### Records to use:
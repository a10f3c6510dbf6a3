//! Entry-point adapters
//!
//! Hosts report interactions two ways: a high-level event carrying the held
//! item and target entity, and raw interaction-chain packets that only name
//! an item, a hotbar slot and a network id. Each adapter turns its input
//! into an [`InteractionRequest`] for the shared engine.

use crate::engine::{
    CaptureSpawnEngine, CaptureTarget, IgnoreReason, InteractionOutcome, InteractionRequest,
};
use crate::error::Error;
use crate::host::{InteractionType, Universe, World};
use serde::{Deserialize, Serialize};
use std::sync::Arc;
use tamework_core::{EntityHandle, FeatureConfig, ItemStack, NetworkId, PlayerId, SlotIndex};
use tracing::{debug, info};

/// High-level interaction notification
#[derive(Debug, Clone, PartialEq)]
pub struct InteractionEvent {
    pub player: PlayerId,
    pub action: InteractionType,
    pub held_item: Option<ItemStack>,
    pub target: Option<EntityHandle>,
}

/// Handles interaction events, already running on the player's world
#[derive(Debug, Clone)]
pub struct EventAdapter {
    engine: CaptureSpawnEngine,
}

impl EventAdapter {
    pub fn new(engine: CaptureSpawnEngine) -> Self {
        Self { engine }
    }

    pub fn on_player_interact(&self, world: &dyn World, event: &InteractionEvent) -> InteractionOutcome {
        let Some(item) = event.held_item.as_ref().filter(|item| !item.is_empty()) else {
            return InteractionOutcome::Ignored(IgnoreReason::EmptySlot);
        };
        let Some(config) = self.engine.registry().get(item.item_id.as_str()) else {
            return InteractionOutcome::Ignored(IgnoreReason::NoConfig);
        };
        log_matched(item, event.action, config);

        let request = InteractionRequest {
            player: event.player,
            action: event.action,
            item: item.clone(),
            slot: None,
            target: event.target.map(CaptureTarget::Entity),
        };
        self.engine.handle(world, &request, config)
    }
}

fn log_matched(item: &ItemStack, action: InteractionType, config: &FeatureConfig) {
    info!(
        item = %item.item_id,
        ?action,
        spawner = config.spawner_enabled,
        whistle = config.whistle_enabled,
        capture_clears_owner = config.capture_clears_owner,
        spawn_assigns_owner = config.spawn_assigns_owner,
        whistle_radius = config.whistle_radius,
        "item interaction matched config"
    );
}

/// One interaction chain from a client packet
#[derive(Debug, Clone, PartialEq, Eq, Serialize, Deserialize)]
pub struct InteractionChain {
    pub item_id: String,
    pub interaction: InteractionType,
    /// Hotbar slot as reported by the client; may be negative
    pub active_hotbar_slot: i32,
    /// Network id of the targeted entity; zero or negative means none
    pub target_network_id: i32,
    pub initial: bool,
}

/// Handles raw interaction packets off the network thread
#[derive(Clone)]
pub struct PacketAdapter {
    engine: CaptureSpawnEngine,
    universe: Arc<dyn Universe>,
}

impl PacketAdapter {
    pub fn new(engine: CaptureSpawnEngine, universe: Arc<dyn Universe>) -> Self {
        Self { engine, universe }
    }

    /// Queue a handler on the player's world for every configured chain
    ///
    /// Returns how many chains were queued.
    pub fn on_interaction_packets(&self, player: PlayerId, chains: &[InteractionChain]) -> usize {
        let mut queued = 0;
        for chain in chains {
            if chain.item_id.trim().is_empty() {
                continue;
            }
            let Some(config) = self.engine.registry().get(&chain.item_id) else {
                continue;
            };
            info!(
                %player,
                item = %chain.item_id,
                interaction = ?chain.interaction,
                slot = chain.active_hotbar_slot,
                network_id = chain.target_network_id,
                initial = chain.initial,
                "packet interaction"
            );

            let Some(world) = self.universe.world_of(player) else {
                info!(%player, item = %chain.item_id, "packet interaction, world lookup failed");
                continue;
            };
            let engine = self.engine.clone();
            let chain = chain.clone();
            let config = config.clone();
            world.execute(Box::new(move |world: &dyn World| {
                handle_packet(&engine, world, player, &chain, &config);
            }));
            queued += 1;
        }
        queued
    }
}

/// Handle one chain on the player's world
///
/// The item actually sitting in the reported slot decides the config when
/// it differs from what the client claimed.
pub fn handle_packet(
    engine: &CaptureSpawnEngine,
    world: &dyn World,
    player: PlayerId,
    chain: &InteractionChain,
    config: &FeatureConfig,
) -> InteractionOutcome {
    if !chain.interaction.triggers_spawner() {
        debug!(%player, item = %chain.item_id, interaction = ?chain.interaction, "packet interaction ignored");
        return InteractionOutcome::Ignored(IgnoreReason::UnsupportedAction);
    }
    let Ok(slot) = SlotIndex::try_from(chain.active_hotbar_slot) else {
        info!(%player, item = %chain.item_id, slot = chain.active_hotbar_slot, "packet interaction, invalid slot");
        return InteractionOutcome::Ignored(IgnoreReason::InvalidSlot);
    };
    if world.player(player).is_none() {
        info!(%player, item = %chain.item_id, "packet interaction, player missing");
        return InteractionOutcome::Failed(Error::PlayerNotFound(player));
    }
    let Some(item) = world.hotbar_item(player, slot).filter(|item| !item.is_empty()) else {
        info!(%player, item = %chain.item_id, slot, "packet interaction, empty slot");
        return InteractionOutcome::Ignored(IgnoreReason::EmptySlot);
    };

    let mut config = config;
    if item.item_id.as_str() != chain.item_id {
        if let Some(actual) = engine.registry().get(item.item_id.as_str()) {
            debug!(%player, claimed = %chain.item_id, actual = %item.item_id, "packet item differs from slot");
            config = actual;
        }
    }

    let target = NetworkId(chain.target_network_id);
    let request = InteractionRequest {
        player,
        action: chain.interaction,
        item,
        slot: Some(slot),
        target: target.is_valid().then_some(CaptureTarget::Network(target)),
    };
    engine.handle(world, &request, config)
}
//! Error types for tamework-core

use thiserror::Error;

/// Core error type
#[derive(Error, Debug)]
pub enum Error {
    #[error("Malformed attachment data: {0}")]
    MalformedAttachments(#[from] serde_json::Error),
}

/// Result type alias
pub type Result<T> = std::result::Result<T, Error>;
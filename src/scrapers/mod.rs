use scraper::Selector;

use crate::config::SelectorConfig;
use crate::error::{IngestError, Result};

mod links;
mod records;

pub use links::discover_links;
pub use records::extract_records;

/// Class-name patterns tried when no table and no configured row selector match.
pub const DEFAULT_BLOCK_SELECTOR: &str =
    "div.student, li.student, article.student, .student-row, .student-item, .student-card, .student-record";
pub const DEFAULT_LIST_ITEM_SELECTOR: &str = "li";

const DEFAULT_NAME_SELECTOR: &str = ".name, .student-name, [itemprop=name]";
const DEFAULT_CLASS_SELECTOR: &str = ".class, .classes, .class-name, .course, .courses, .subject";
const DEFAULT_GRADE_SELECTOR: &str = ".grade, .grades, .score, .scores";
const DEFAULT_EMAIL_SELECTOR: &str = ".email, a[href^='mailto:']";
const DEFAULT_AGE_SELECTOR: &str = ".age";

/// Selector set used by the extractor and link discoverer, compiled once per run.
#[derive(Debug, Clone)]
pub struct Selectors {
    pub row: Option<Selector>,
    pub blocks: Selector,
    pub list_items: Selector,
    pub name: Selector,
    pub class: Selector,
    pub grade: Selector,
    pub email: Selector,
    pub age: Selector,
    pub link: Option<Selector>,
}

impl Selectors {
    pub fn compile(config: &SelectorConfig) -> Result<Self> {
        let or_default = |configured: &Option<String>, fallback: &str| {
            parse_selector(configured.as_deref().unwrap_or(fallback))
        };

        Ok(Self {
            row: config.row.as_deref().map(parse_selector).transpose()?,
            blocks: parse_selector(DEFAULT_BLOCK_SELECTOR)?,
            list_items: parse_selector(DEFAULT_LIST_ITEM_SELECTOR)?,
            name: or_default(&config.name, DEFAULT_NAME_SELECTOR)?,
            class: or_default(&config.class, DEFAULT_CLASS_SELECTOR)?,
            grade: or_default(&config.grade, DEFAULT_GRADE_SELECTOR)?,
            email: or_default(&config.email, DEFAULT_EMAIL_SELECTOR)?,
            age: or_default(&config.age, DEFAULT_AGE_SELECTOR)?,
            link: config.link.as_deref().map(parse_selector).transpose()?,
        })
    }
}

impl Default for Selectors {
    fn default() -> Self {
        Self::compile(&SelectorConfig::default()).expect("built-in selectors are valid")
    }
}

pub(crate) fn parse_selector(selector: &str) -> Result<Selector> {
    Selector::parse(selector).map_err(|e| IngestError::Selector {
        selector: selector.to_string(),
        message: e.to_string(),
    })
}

### What to produce:
Nothing but the lines with "derive" should be returned, copied from the entries above.

### Exercise output:
#[derive(Debug, Clone, PartialEq)]
#[derive(Debug, Clone)]
#[derive(Debug, Clone, PartialEq, Eq, Serialize, Deserialize)]
#[derive(Clone)]
#[derive(Error, Debug)]
#[derive(Debug, Clone)]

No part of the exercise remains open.